How are you and your fellow commissioners managing meetings?
In consideration of public distancing, most constituent meetings and other outside meetings are being handled over the phone. Since the state legislature made the changes necessary to the Ohio Revised Code, to allow public bodies to conduct meetings electronically, the weekly Board Meetings of the Commissioners have been held via teleconference. In accordance with the ORC requirements, these meetings are announced and published. In addition, a public access line is available for the public to listen to the meeting. While utilizing the audio conference meetings, the normal Public Speaks portion of the meeting is not available in its previous form. However, written “public speaks” comments may be submitted to the Board via a dedicated email address and they will be made part of the public record of the meeting.

Regarding budget cuts, what factors led you to your decision to make those cuts?
Upon a review of county revenues conducted by our county director of Management & Budget, it was determined that more than 60% of the county’s 2020 Revenues (primarily sales tax, conveyance fees, interest income, Ohio local government fund, casino tax, etc.) stood to be severely impacted by the current pandemic.

Though it was still too early to calculate the actual extent and duration of the impact on county revenues, the board of commissioners felt it would be a prudent financial strategy for the board to take the initial step of reducing our current budget appropriation (by about 2.3%) and also some additional actions to minimize ongoing 2020 budget expenses. Some of those other actions included suspending consideration of our 2020 capital budget, hiring and wage freezes (except when required by a union contract) and requesting the cooperation of elected officials and department heads in minimizing any discretionary spending. It was felt by the board that the sooner we acted may lessen the severity of any additional potential future budget adjustments.

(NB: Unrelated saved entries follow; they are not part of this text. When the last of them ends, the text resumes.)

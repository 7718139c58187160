//! A deterministic, single-threaded discrete-event simulation core.
//!
//! A discrete-event simulation advances not by wall-clock ticks but by
//! repeatedly picking the globally earliest pending [`Event`](event::Event)
//! and delivering it. `chronosim` provides the scheduler, the event queue,
//! and the object lifecycle that make that process total, deterministic,
//! and reproducible: given the same objects, the same handler code, and the
//! same initial events, two runs produce identical dispatch sequences and
//! identical [`event_counts`](engine::SimulationEngine::event_counts).
//!
//! # Building a simulation
//!
//! 1. Implement [`SimulationObject`](object::SimulationObject) for each
//!    participant type.
//! 2. Register instances with a fresh [`SimulationEngine`](engine::SimulationEngine)
//!    via `add_object`/`add_objects`.
//! 3. Call `initialize()` to let every object seed the queue, then
//!    `simulate(time_max, opts)` to run to completion.
//!
//! ```no_run
//! use chronosim::engine::{SimulateOptions, SimulationEngine};
//!
//! let mut engine = SimulationEngine::new(Vec::new(), None);
//! // engine.add_object(...)?;
//! # fn try_main(engine: &mut SimulationEngine) -> Result<(), Box<dyn std::error::Error>> {
//! engine.initialize()?;
//! let batches = engine.simulate(10.0, SimulateOptions::default())?;
//! println!("handled {batches} batches");
//! # Ok(())
//! # }
//! ```
//!
//! The companion `chronosim-util` crate supplies a few ready-made
//! [`SimulationObject`](object::SimulationObject) implementations —
//! periodic tickers, ring relays — for assembling benches and tests without
//! writing the same boilerplate object every time.

pub mod engine;
pub mod error;
pub mod event;
pub mod event_queue;
pub mod message;
pub mod object;
pub mod shared_state;

/// Re-exports of the types most programs built on `chronosim` need.
pub mod prelude {
    pub use crate::engine::{SimConfig, SimulateOptions, SimulationEngine, SimulationState};
    pub use crate::error::{EngineError, SimulationError};
    pub use crate::event::SimTime;
    pub use crate::message::Message;
    pub use crate::object::{EventList, HandlerTable, SimulationContext, SimulationObject};
    pub use crate::shared_state::SharedStateObserver;
}
//! Ready-made simulation objects useful for assembling benches and tests
//! without rewriting the same boilerplate object for every simulation.

use chronosim::error::EngineError;
use chronosim::event::SimTime;
use chronosim::object::{EventList, HandlerTable, SimulationContext, SimulationObject};
use chronosim::shared_state::SharedStateObserver;

/// A message a [`Ticker`] sends to itself to keep ticking.
#[derive(Debug, Clone, PartialEq, Eq, PartialOrd, Ord)]
pub struct Tick;

/// A model that self-schedules at a fixed period, starting one period after
/// its first tick.
///
/// Useful for keeping a simulation alive for a fixed duration when no other
/// object would otherwise schedule events that far out, and for the
/// "periodic object" family of test scenarios.
pub struct Ticker {
    name: String,
    time: SimTime,
    first_delay: SimTime,
    period: SimTime,
    table: HandlerTable,
    ticks: u64,
}

impl Ticker {
    /// Creates a new `Ticker` named `name`, self-scheduling every `period`
    /// simulated seconds, first firing at `t = period`.
    pub fn new(name: impl Into<String>, period: SimTime) -> Self {
        Self::starting_at(name, period, period)
    }

    /// Creates a new `Ticker` whose first tick fires after `first_delay`
    /// simulated seconds, and every `period` seconds thereafter.
    ///
    /// Useful for matching a fixed start time that differs from the
    /// steady-state period, as in a bench that wants ticks at `t = 1, 3, 5,
    /// ...` rather than `t = period, 2*period, ...`.
    pub fn starting_at(name: impl Into<String>, first_delay: SimTime, period: SimTime) -> Self {
        Self {
            name: name.into(),
            time: 0.0,
            first_delay,
            period,
            table: HandlerTable::with_order(["chronosim_util::Tick"]),
            ticks: 0,
        }
    }

    /// Number of times this ticker has fired so far.
    pub fn ticks(&self) -> u64 {
        self.ticks
    }
}

impl SimulationObject for Ticker {
    fn name(&self) -> &str {
        &self.name
    }

    fn time(&self) -> SimTime {
        self.time
    }

    fn set_time(&mut self, time: SimTime) {
        self.time = time;
    }

    fn messages_sent(&self) -> &'static [&'static str] {
        &["chronosim_util::Tick"]
    }

    fn handler_table(&self) -> &HandlerTable {
        &self.table
    }

    fn send_initial_events(&mut self, context: &mut SimulationContext) -> Result<(), EngineError> {
        let name = self.name.clone();
        context.send_event(self.first_delay, name, Tick)
    }

    fn handle_event_list(
        &mut self,
        events: &EventList,
        context: &mut SimulationContext,
    ) -> Result<(), EngineError> {
        self.ticks += events.len() as u64;
        let name = self.name.clone();
        context.send_event(self.period, name, Tick)
    }
}

/// A [`Ticker`] variant that self-schedules at a random period within a
/// fixed range instead of a fixed one, for benches that want to exercise a
/// simulation under jittery, non-uniform event arrival.
pub struct JitteredTicker {
    name: String,
    time: SimTime,
    min_period: SimTime,
    max_period: SimTime,
    table: HandlerTable,
    ticks: u64,
}

impl JitteredTicker {
    /// Creates a new `JitteredTicker` named `name`, self-scheduling at a
    /// period drawn uniformly from `[min_period, max_period)` each time it
    /// fires.
    pub fn new(name: impl Into<String>, min_period: SimTime, max_period: SimTime) -> Self {
        Self {
            name: name.into(),
            time: 0.0,
            min_period,
            max_period,
            table: HandlerTable::with_order(["chronosim_util::Tick"]),
            ticks: 0,
        }
    }

    /// Number of times this ticker has fired so far.
    pub fn ticks(&self) -> u64 {
        self.ticks
    }

    fn next_period(&self) -> SimTime {
        rand::Rng::gen_range(&mut rand::thread_rng(), self.min_period..self.max_period)
    }
}

impl SimulationObject for JitteredTicker {
    fn name(&self) -> &str {
        &self.name
    }

    fn time(&self) -> SimTime {
        self.time
    }

    fn set_time(&mut self, time: SimTime) {
        self.time = time;
    }

    fn messages_sent(&self) -> &'static [&'static str] {
        &["chronosim_util::Tick"]
    }

    fn handler_table(&self) -> &HandlerTable {
        &self.table
    }

    fn send_initial_events(&mut self, context: &mut SimulationContext) -> Result<(), EngineError> {
        let name = self.name.clone();
        context.send_event(self.next_period(), name, Tick)
    }

    fn handle_event_list(
        &mut self,
        events: &EventList,
        context: &mut SimulationContext,
    ) -> Result<(), EngineError> {
        self.ticks += events.len() as u64;
        let name = self.name.clone();
        context.send_event(self.next_period(), name, Tick)
    }
}

/// A message forwarded from one [`Ring`] member to the next.
#[derive(Debug, Clone, PartialEq, Eq, PartialOrd, Ord)]
pub struct Relay(pub u64);

/// A model that, on receiving a [`Relay`] message, forwards it to a fixed
/// successor after a fixed delay.
///
/// Chaining `Ring` instances into a cycle (each instance's `next` naming the
/// next instance, wrapping around) builds a cyclical relay: a message
/// introduced at one member circulates indefinitely, advancing the clock by
/// one delay step per hop.
pub struct Ring {
    name: String,
    next: String,
    delay: SimTime,
    time: SimTime,
    table: HandlerTable,
    hops: u64,
}

impl Ring {
    /// Creates a new ring member named `name` that forwards to `next` after
    /// `delay` simulated seconds.
    pub fn new(name: impl Into<String>, next: impl Into<String>, delay: SimTime) -> Self {
        Self {
            name: name.into(),
            next: next.into(),
            delay,
            time: 0.0,
            table: HandlerTable::with_order(["chronosim_util::Relay"]),
            hops: 0,
        }
    }

    /// Number of `Relay` messages this member has forwarded so far.
    pub fn hops(&self) -> u64 {
        self.hops
    }
}

impl SimulationObject for Ring {
    fn name(&self) -> &str {
        &self.name
    }

    fn time(&self) -> SimTime {
        self.time
    }

    fn set_time(&mut self, time: SimTime) {
        self.time = time;
    }

    fn messages_sent(&self) -> &'static [&'static str] {
        &["chronosim_util::Relay"]
    }

    fn handler_table(&self) -> &HandlerTable {
        &self.table
    }

    fn send_initial_events(&mut self, _context: &mut SimulationContext) -> Result<(), EngineError> {
        Ok(())
    }

    fn handle_event_list(
        &mut self,
        events: &EventList,
        context: &mut SimulationContext,
    ) -> Result<(), EngineError> {
        self.hops += events.len() as u64;
        for (_sender, relay) in events.of_type::<Relay>() {
            let next = self.next.clone();
            context.send_event(self.delay, next, Relay(relay.0))?;
        }
        Ok(())
    }
}

/// A message other objects send to have its text recorded by an
/// [`EventLog`].
#[derive(Debug, Clone, PartialEq, Eq, PartialOrd, Ord)]
pub struct LogEntry(pub String);

/// A simulation object that appends every [`LogEntry`] it receives to an
/// in-memory log, for test and example assertions.
pub struct EventLog {
    name: String,
    time: SimTime,
    table: HandlerTable,
    entries: Vec<(SimTime, String)>,
}

impl EventLog {
    /// Creates a new, empty log named `name`.
    pub fn new(name: impl Into<String>) -> Self {
        Self {
            name: name.into(),
            time: 0.0,
            table: HandlerTable::with_order(["chronosim_util::LogEntry"]),
            entries: Vec::new(),
        }
    }

    /// Every entry recorded so far, in arrival order, paired with the
    /// simulated time it arrived at.
    pub fn entries(&self) -> &[(SimTime, String)] {
        &self.entries
    }
}

impl SimulationObject for EventLog {
    fn name(&self) -> &str {
        &self.name
    }

    fn time(&self) -> SimTime {
        self.time
    }

    fn set_time(&mut self, time: SimTime) {
        self.time = time;
    }

    fn messages_sent(&self) -> &'static [&'static str] {
        &[]
    }

    fn handler_table(&self) -> &HandlerTable {
        &self.table
    }

    fn send_initial_events(&mut self, _context: &mut SimulationContext) -> Result<(), EngineError> {
        Ok(())
    }

    fn handle_event_list(
        &mut self,
        events: &EventList,
        _context: &mut SimulationContext,
    ) -> Result<(), EngineError> {
        let time = self.time;
        for (_sender, entry) in events.of_type::<LogEntry>() {
            self.entries.push((time, entry.0.clone()));
        }
        Ok(())
    }

    fn get_state(&self) -> String {
        format!("{} entries", self.entries.len())
    }
}

/// A read-only view over an [`EventLog`]'s entry count, for registering as
/// a [`SharedStateObserver`] alongside the log itself.
///
/// `chronosim` gives shared-state observers and simulation objects separate
/// registries, so a log that wants to be both readable as a snapshot and
/// reachable as an event-driven object (as `EventLog` is) needs a thin
/// observer shim rather than implementing both traits on one type; this is
/// that shim, reading the count through a shared counter the two sides
/// agree on.
pub struct EntryCountObserver {
    name: String,
    count: std::sync::Arc<std::sync::atomic::AtomicU64>,
}

impl EntryCountObserver {
    /// Creates a new observer reporting through `count`, which the paired
    /// log's owner is responsible for keeping up to date.
    pub fn new(name: impl Into<String>, count: std::sync::Arc<std::sync::atomic::AtomicU64>) -> Self {
        Self {
            name: name.into(),
            count,
        }
    }
}

impl SharedStateObserver for EntryCountObserver {
    fn name(&self) -> &str {
        &self.name
    }

    fn snapshot(&self, time: SimTime) -> String {
        format!(
            "{} entries as of t={time}",
            self.count.load(std::sync::atomic::Ordering::Relaxed)
        )
    }
}
//! The priority queue of pending [`Event`]s.

use std::collections::BinaryHeap;
use std::fmt;

use crate::error::EngineError;
use crate::event::{Event, SimTime};
use crate::message::Message;

/// The engine's queue of not-yet-delivered events.
///
/// Internally a binary max-heap ordered by `Reverse<Event>` so that
/// [`pop_next_batch`](EventQueue::pop_next_batch) always removes the
/// earliest events first. Ties are broken using [`Event`]'s full five-level
/// ordering, which is what gives the whole engine a single deterministic
/// processing order regardless of the order objects were registered or
/// events were scheduled in.
#[derive(Default)]
pub struct EventQueue {
    heap: BinaryHeap<std::cmp::Reverse<Event>>,
}

impl EventQueue {
    /// Creates an empty queue.
    pub fn new() -> Self {
        Self::default()
    }

    /// Schedules a new event.
    ///
    /// # Errors
    ///
    /// Returns [`EngineError::NegativeTime`] if either `send_time` or
    /// `delivery_time` is negative, or [`EngineError::CausalityViolation`]
    /// if `delivery_time < send_time`.
    #[allow(clippy::too_many_arguments)]
    pub fn schedule(
        &mut self,
        send_time: SimTime,
        delivery_time: SimTime,
        sender: String,
        receiver: String,
        message: Box<dyn Message>,
        priority_rank: usize,
    ) -> Result<(), EngineError> {
        if send_time < 0.0 || delivery_time < 0.0 {
            return Err(EngineError::NegativeTime);
        }
        if delivery_time < send_time {
            return Err(EngineError::CausalityViolation(format!(
                "delivery_time {delivery_time} precedes send_time {send_time}"
            )));
        }
        self.heap.push(std::cmp::Reverse(Event {
            send_time,
            delivery_time,
            sender,
            receiver,
            message,
            priority_rank,
        }));
        Ok(())
    }

    /// The delivery time of the next event to be popped, if any.
    pub fn peek_next_time(&self) -> Option<SimTime> {
        self.heap.peek().map(|std::cmp::Reverse(e)| e.delivery_time)
    }

    /// The receiver of the next event to be popped, if any.
    pub fn peek_next_receiver(&self) -> Option<&str> {
        self.heap.peek().map(|std::cmp::Reverse(e)| e.receiver.as_str())
    }

    /// Whether the queue holds no events.
    pub fn is_empty(&self) -> bool {
        self.heap.is_empty()
    }

    /// Number of events currently pending.
    pub fn len(&self) -> usize {
        self.heap.len()
    }

    /// Removes every event currently queued, discarding them.
    pub fn reset(&mut self) {
        self.heap.clear();
    }

    /// Whether any pending event names `object_name` as its receiver.
    ///
    /// Used by [`SimulationEngine::delete_object`](crate::engine::SimulationEngine::delete_object)
    /// to reject deleting an object with undelivered events still addressed
    /// to it.
    pub fn has_pending_for(&self, object_name: &str) -> bool {
        self.heap
            .iter()
            .any(|std::cmp::Reverse(e)| e.receiver == object_name)
    }

    /// Pops every event sharing the earliest `(delivery_time, receiver)`
    /// pair, returned in full `Event` order (so lowest `priority_rank`,
    /// then message order, first).
    ///
    /// This is the maximal batch that can be delivered to a single object in
    /// a single dispatch step: all events due at the same time for the same
    /// receiver, since dispatching them together is what lets a handler see
    /// every message addressed to it at this instant in one call.
    pub fn pop_next_batch(&mut self) -> Vec<Event> {
        let Some(std::cmp::Reverse(first)) = self.heap.pop() else {
            return Vec::new();
        };
        let delivery_time = first.delivery_time;
        let receiver = first.receiver.clone();
        let mut batch = vec![first];

        loop {
            match self.heap.peek() {
                Some(std::cmp::Reverse(next))
                    if next.delivery_time == delivery_time && next.receiver == receiver =>
                {
                    let std::cmp::Reverse(next) = self.heap.pop().unwrap();
                    batch.push(next);
                }
                _ => break,
            }
        }
        batch.sort();
        batch
    }

    /// Renders every pending event as a tab-separated log row, in delivery
    /// order, optionally restricted to events addressed to `filter_object`.
    pub fn render(&self, filter_object: Option<&str>) -> String {
        let mut events: Vec<&Event> = self
            .heap
            .iter()
            .map(|std::cmp::Reverse(e)| e)
            .filter(|e| match filter_object {
                Some(name) => e.receiver == name,
                None => true,
            })
            .collect();
        events.sort_by(|a, b| a.cmp(b));
        events
            .into_iter()
            .map(Event::render)
            .collect::<Vec<_>>()
            .join("\n")
    }
}

impl fmt::Debug for EventQueue {
    fn fmt(&self, f: &mut fmt::Formatter<'_>) -> fmt::Result {
        f.debug_struct("EventQueue")
            .field("len", &self.heap.len())
            .finish()
    }
}

#[cfg(test)]
mod tests {
    use super::*;

    #[derive(Debug, Clone, PartialEq, Eq, PartialOrd, Ord)]
    struct Tick(u32);

    fn push(queue: &mut EventQueue, delivery_time: SimTime, sender: &str, receiver: &str, n: u32) {
        queue
            .schedule(
                0.0,
                delivery_time,
                sender.to_string(),
                receiver.to_string(),
                Box::new(Tick(n)),
                0,
            )
            .unwrap();
    }

    #[test]
    fn rejects_negative_time() {
        let mut queue = EventQueue::new();
        let err = queue
            .schedule(-1.0, 0.0, "a".into(), "b".into(), Box::new(Tick(0)), 0)
            .unwrap_err();
        assert_eq!(err, EngineError::NegativeTime);
    }

    #[test]
    fn rejects_delivery_before_send() {
        let mut queue = EventQueue::new();
        let err = queue
            .schedule(5.0, 1.0, "a".into(), "b".into(), Box::new(Tick(0)), 0)
            .unwrap_err();
        assert!(matches!(err, EngineError::CausalityViolation(_)));
    }

    #[test]
    fn pops_in_time_order() {
        let mut queue = EventQueue::new();
        push(&mut queue, 2.0, "a", "x", 1);
        push(&mut queue, 1.0, "a", "y", 2);
        let batch = queue.pop_next_batch();
        assert_eq!(batch.len(), 1);
        assert_eq!(batch[0].delivery_time, 1.0);
    }

    #[test]
    fn batches_same_time_and_receiver() {
        let mut queue = EventQueue::new();
        push(&mut queue, 1.0, "a", "x", 1);
        push(&mut queue, 1.0, "b", "x", 2);
        push(&mut queue, 1.0, "a", "y", 3);
        let batch = queue.pop_next_batch();
        assert_eq!(batch.len(), 2);
        assert!(batch.iter().all(|e| e.receiver == "x"));
        assert_eq!(queue.len(), 1);
    }

    #[test]
    fn has_pending_for_tracks_receiver() {
        let mut queue = EventQueue::new();
        push(&mut queue, 1.0, "a", "x", 1);
        assert!(queue.has_pending_for("x"));
        assert!(!queue.has_pending_for("y"));
    }

    #[test]
    fn batch_is_sorted_by_priority_rank_then_send_time_then_sender() {
        let mut queue = EventQueue::new();
        // All four share (delivery_time=1.0, receiver="x"), so they must
        // all land in one batch, ordered by priority_rank first, then
        // send_time, then sender name — never by insertion order.
        queue
            .schedule(0.5, 1.0, "zeta".into(), "x".into(), Box::new(Tick(1)), 1)
            .unwrap();
        queue
            .schedule(0.0, 1.0, "bob".into(), "x".into(), Box::new(Tick(2)), 0)
            .unwrap();
        queue
            .schedule(0.2, 1.0, "alice".into(), "x".into(), Box::new(Tick(3)), 0)
            .unwrap();
        queue
            .schedule(0.0, 1.0, "yara".into(), "x".into(), Box::new(Tick(4)), 1)
            .unwrap();

        let batch = queue.pop_next_batch();
        assert_eq!(batch.len(), 4);
        let senders: Vec<&str> = batch.iter().map(|e| e.sender.as_str()).collect();
        assert_eq!(
            senders,
            vec!["bob", "alice", "yara", "zeta"],
            "rank-0 events (bob, alice) precede rank-1 events (yara, zeta); \
             within a rank, earlier send_time (bob@0.0 before alice@0.2) wins"
        );
    }

    #[test]
    fn pop_next_batch_on_empty_queue_returns_empty_vec() {
        let mut queue = EventQueue::new();
        assert!(queue.pop_next_batch().is_empty());
    }
}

It is widely acknowledged the virus will cause a significant drop in sales tax dollars. What additional changes are you considering making to adjust for the loss of revenue?
Subsequent to the board’s previously mentioned 2020 budget actions, our county budget commission has recently reduced the 2020 Certificate of Resources for our sales tax by $7 million, a 23% drop in 2020 Sales Tax Revenue or almost 10% of our total 2020 Operational Budget Revenue. With the combination of the previously mentioned 2020 budget adjustments, along with prudent financial management over the past years, Stark County has a sufficient unencumbered carryover balance to allow us to “weather the storm” for a few months, without any additional budget changes.

Over the next 45-60 days, we will get a better feel for three important questions; 1) how significant will the impact on our budget revenues actually be? 2) how long with the current conditions continue? 3) how quickly or slowly will revenues begin to recover? We will take this time to develop multiple contingency plans for our budget, depending on where we see things going at that time. In an unprecedented event like this, all options must be on the table and under consideration.

With the amount of disinformation and misinformation in the public, what are you doing to ensure county residents have accurate information to stay safe?
The commissioners provide weekly updates regarding the county on a local radio station. In addition, the commissioners are regularly invited to partake in various roundtable chats and community meetings, most of which are now held via teleconference. In addition, our local newspaper has been very diligent through both its news coverage and website in keeping Stark County residents up to date on the impacts and changes on county operations. In addition, the home page of the county’s website now has a banner and link for COVID-19 Information. This link directs residents to a variety of properly vetted local, state and federal sources of information.

Anything to add?
I would like to say a special “thanks” to the first responders, doctors, nurses, and all of the employees that support the front-line medical efforts. And of course, thank you to the county family of employees that pulled together to keep the engine of local government running. Together, we will get through this stronger and wiser. Use common sense, be calm and be cautious.